## Task prompt
Word for word, reproduce the records that follow.

Stored data: Begin

use serde::{Deserialize, Serialize};

use super::span::SpanRecord;

#[derive(Debug, Clone, PartialEq, Eq, Serialize, Deserialize)]
pub struct TraceRecord {
    pub project_id: String,
    pub trace_id: String,
    pub spans: Vec<SpanRecord>,
}

impl TraceRecord {
    /// The span without a parent, or the earliest span when the root was not returned.
    pub fn root_span(&self) -> Option<&SpanRecord> {
        self.spans
            .iter()
            .find(|s| s.is_root())
            .or_else(|| self.spans.iter().min_by_key(|s| s.start))
    }

    /// Wall time from the first span start to the last span end.
    pub fn duration_ms(&self) -> i64 {
        let start = self.spans.iter().map(|s| s.start).min();
        let end = self.spans.iter().map(|s| s.end).max();
        match (start, end) {
            (Some(start), Some(end)) => (end - start).num_milliseconds(),
            _ => 0,
        }
    }
}

impl From<gcp_api::trace::Trace> for TraceRecord {
    fn from(trace: gcp_api::trace::Trace) -> Self {
        Self {
            project_id: trace.project_id,
            trace_id: trace.trace_id,
            spans: trace.spans.into_iter().map(SpanRecord::from).collect(),
        }
    }
}
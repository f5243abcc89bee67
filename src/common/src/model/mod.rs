pub mod log_entry;
pub mod series;
pub mod span;
pub mod trace;

pub use log_entry::LogRecord;
pub use series::{ExtractedSeries, IntervalCount, RawSample, RawSeries, SampleOrder};
pub use span::{SpanKind, SpanRecord};
pub use trace::TraceRecord;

Stored data: End

## Completed exercise
use serde::{Deserialize, Serialize};

use super::span::SpanRecord;

#[derive(Debug, Clone, PartialEq, Eq, Serialize, Deserialize)]
pub struct TraceRecord {
    pub project_id: String,
    pub trace_id: String,
    pub spans: Vec<SpanRecord>,
}

impl TraceRecord {
    /// The span without a parent, or the earliest span when the root was not returned.
    pub fn root_span(&self) -> Option<&SpanRecord> {
        self.spans
            .iter()
            .find(|s| s.is_root())
            .or_else(|| self.spans.iter().min_by_key(|s| s.start))
    }

    /// Wall time from the first span start to the last span end.
    pub fn duration_ms(&self) -> i64 {
        let start = self.spans.iter().map(|s| s.start).min();
        let end = self.spans.iter().map(|s| s.end).max();
        match (start, end) {
            (Some(start), Some(end)) => (end - start).num_milliseconds(),
            _ => 0,
        }
    }
}

impl From<gcp_api::trace::Trace> for TraceRecord {
    fn from(trace: gcp_api::trace::Trace) -> Self {
        Self {
            project_id: trace.project_id,
            trace_id: trace.trace_id,
            spans: trace.spans.into_iter().map(SpanRecord::from).collect(),
        }
    }
}
repository f5243abcc89bee67
filename src/common/src/model/mod.rs
pub mod log_entry;
pub mod series;
pub mod span;
pub mod trace;

pub use log_entry::LogRecord;
pub use series::{ExtractedSeries, IntervalCount, RawSample, RawSeries, SampleOrder};
pub use span::{SpanKind, SpanRecord};
pub use trace::TraceRecord;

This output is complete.